Python (both iterative and recursive):

def dfs_iterative(graph: dict[int, list[int]], start: int) -> list[int]:
    visited = set()
    stack = [start]
    order = []

    while stack:
        node = stack.pop()
        if node in visited:
            continue
        visited.add(node)
        order.append(node)

        for neighbor in reversed(graph[node]):
            if neighbor not in visited:
                stack.append(neighbor)

    return order


def dfs_recursive(graph: dict[int, list[int]], node: int,
                  visited: set[int] | None = None) -> list[int]:
    if visited is None:
        visited = set()
    visited.add(node)
    order = [node]

    for neighbor in graph[node]:
        if neighbor not in visited:
            order.extend(dfs_recursive(graph, neighbor, visited))

    return order


if __name__ == "__main__":
    graph = {0: [1, 2], 1: [3, 4], 2: [5, 6], 3: [], 4: [], 5: [], 6: []}
    print(dfs_iterative(graph, 0))  # [0, 1, 3, 4, 2, 5, 6]
    print(dfs_recursive(graph, 0))  # [0, 1, 3, 4, 2, 5, 6]

BFS vs DFS Comparison¶

Property	BFS	DFS
Data structure	Queue	Stack / Recursion
Memory usage	O(w) where w = max width	O(h) where h = max depth
Finds shortest path?	Yes (unweighted graphs)	No
Complete?	Yes	Yes (finite graphs)
Best for	Shortest path, level-order	Cycle detection, topological sort

Dynamic Programming Integration¶

Dynamic programming stores solutions to overlapping subproblems.
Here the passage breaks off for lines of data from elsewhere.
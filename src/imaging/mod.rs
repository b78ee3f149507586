//! Image processing for the resize stage, in pure Rust.
//!
//! | Operation | Crate / function |
//! |---|---|
//! | **Decode + auto-orient** | `image` decoders + EXIF orientation |
//! | **Resize** | Lanczos3 to an exact height or a maximum width |
//! | **Encode** | JPEG (quality), lossless WebP, PNG, TIFF by output extension |
//!
//! The module is split into:
//! - **Calculations**: Pure functions for dimension math (unit testable)
//! - **Parameters**: Data structures describing image operations
//! - **Backend**: [`ImageBackend`] trait + [`RustBackend`]

pub mod backend;
pub mod calculations;
mod params;
pub mod rust_backend;

pub use backend::{BackendError, ImageBackend};
pub use params::{Quality, ResizeParams, TargetSize};
pub use rust_backend::RustBackend;
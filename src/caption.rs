//! Caption Renderer: title, alt text and lightbox caption for one image.
//!
//! ```text
//! title    = "{basename} by {artist}"         (or just "{basename}")
//! alt_text = "{title} (Exposure: {important})"
//! html     = <h4>{title}</h4><p>Exposure: {important} <i>({other})</i></p>
//! ```
//!
//! The caption ends up inside a double-quoted `data-sub-html` attribute, so
//! [`Caption::html`] is a single line with every `"` escaped.

use crate::config::CaptionsConfig;
use crate::emit::collapse_whitespace;
use crate::metadata::{TagField, Tags};
use maud::html;

#[derive(Debug, Clone, PartialEq, Eq)]
pub struct Caption {
    pub title: String,
    pub alt_text: String,
    pub html: String,
}

/// The artist credited for an image: the override, else the image's own
/// Artist tag, else the configured default. Empty means uncredited.
pub fn effective_artist<'a>(tags: &'a Tags, config: &'a CaptionsConfig) -> &'a str {
    match &config.artist_override {
        Some(artist) => artist,
        None => tags
            .get_non_empty(TagField::Artist)
            .unwrap_or(&config.default_artist),
    }
}

pub fn render(tags: &Tags, config: &CaptionsConfig, basename: &str) -> Caption {
    let artist = effective_artist(tags, config);
    let title = if artist.is_empty() {
        basename.to_string()
    } else {
        format!("{basename} by {artist}")
    };
    let important = tags.join(&config.important_tags);
    let other = tags.join(&config.other_tags);
    let alt_text = format!("{title} (Exposure: {important})");

    let markup = html! {
        h4 { (title) }
        p { "Exposure: " (important) " " i { "(" (other) ")" } }
    };

    Caption {
        title: collapse_whitespace(&title),
        alt_text: collapse_whitespace(&alt_text),
        html: collapse_whitespace(&markup.into_string()),
    }
}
The most natural data structure for memoization is a hash map (for sparse problems) or an array (for dense, index-based problems).

Memoization with Hash Map: Fibonacci¶

Go:

package main

import "fmt"

func fibonacci(n int, memo map[int]int) int {
    if n <= 1 {
        return n
    }
    if val, ok := memo[n]; ok {
        return val
    }
    memo[n] = fibonacci(n-1, memo) + fibonacci(n-2, memo)
    return memo[n]
}

func main() {
    memo := make(map[int]int)
    fmt.Println(fibonacci(50, memo)) // 12586269025
}

Java:

import java.util.HashMap;
import java.util.Map;

public class Fibonacci {
    private static final Map<Integer, Long> memo = new HashMap<>();

    public static long fibonacci(int n) {
        if (n <= 1) return n;
        if (memo.containsKey(n)) return memo.get(n);

        long result = fibonacci(n - 1) + fibonacci(n - 2);
        memo.put(n, result);
        return result;
    }

    public static void main(String[] args) {
        System.out.println(fibonacci(50)); // 12586269025
    }
}

Python:

def fibonacci(n: int, memo: dict[int, int] | None = None) -> int:
    if memo is None:
        memo = {}
    if n <= 1:
        return n
    if n in memo:
        return memo[n]

    memo[n] = fibonacci(n - 1, memo) + fibonacci(n - 2, memo)
    return memo[n]


if __name__ == "__main__":
    print(fibonacci(50))  # 12586269025

When to Use Array vs Hash Map for DP¶

Criterion	Array	Hash Map
Subproblem keys are 0..n	Use array	Overkill
Subproblem keys are sparse (e.g., coordinates, strings)	Wastes memory	Use hash map
Access speed	Faster (cache-friendly)	Slightly slower (hashing)
Memory	Dense — allocates all slots	Sparse — only used slots

Memoization with Hash Map: Coin Change¶

A more practical DP example where the hash map memoizes minimum coins needed.

Go:

func coinChange(coins []int, amount int, memo map[int]int) int {
    if amount == 0 {
        return 0
    }
    if amount < 0 {
        return -1
    }
    if val, ok := memo[amount]; ok {
        return val
    }

    minCoins := int(^uint(0) >> 1) // MaxInt
    for _, coin := range coins {
        sub := coinChange(coins, amount-coin, memo)
        if sub >= 0 && sub+1 < minCoins {
            minCoins = sub + 1
        }
    }

    if minCoins == int(^uint(0)>>1) {
        memo[amount] = -1
    } else {
        memo[amount] = minCoins
    }
    return memo[amount]
}

Java:

public static int coinChange(int[] coins, int amount, Map<Integer, Integer> memo) {
    if (amount == 0) return 0;
    if (amount < 0) return -1;
    if (memo.containsKey(amount)) return memo.get(amount);

    int minCoins = Integer.MAX_VALUE;
    for (int coin : coins) {
        int sub = coinChange(coins, amount - coin, memo);
        if (sub >= 0 && sub + 1 < minCoins) {
            minCoins = sub + 1;
        }
    }

    int result = (minCoins == Integer.MAX_VALUE) ? -1 : minCoins;
    memo.put(amount, result);
    return result;
}

Python:

def coin_change(coins: list[int], amount: int,
                memo: dict[int, int] | None = None) -> int:
    if memo is None:
        memo = {}
    if amount == 0:
        return 0
    if amount < 0:
        return -1
    if amount in memo:
        return memo[amount]

    min_coins = float("inf")
    for coin in coins:
        sub = coin_change(coins, amount - coin, memo)
        if sub >= 0:
            min_coins = min(min_coins, sub + 1)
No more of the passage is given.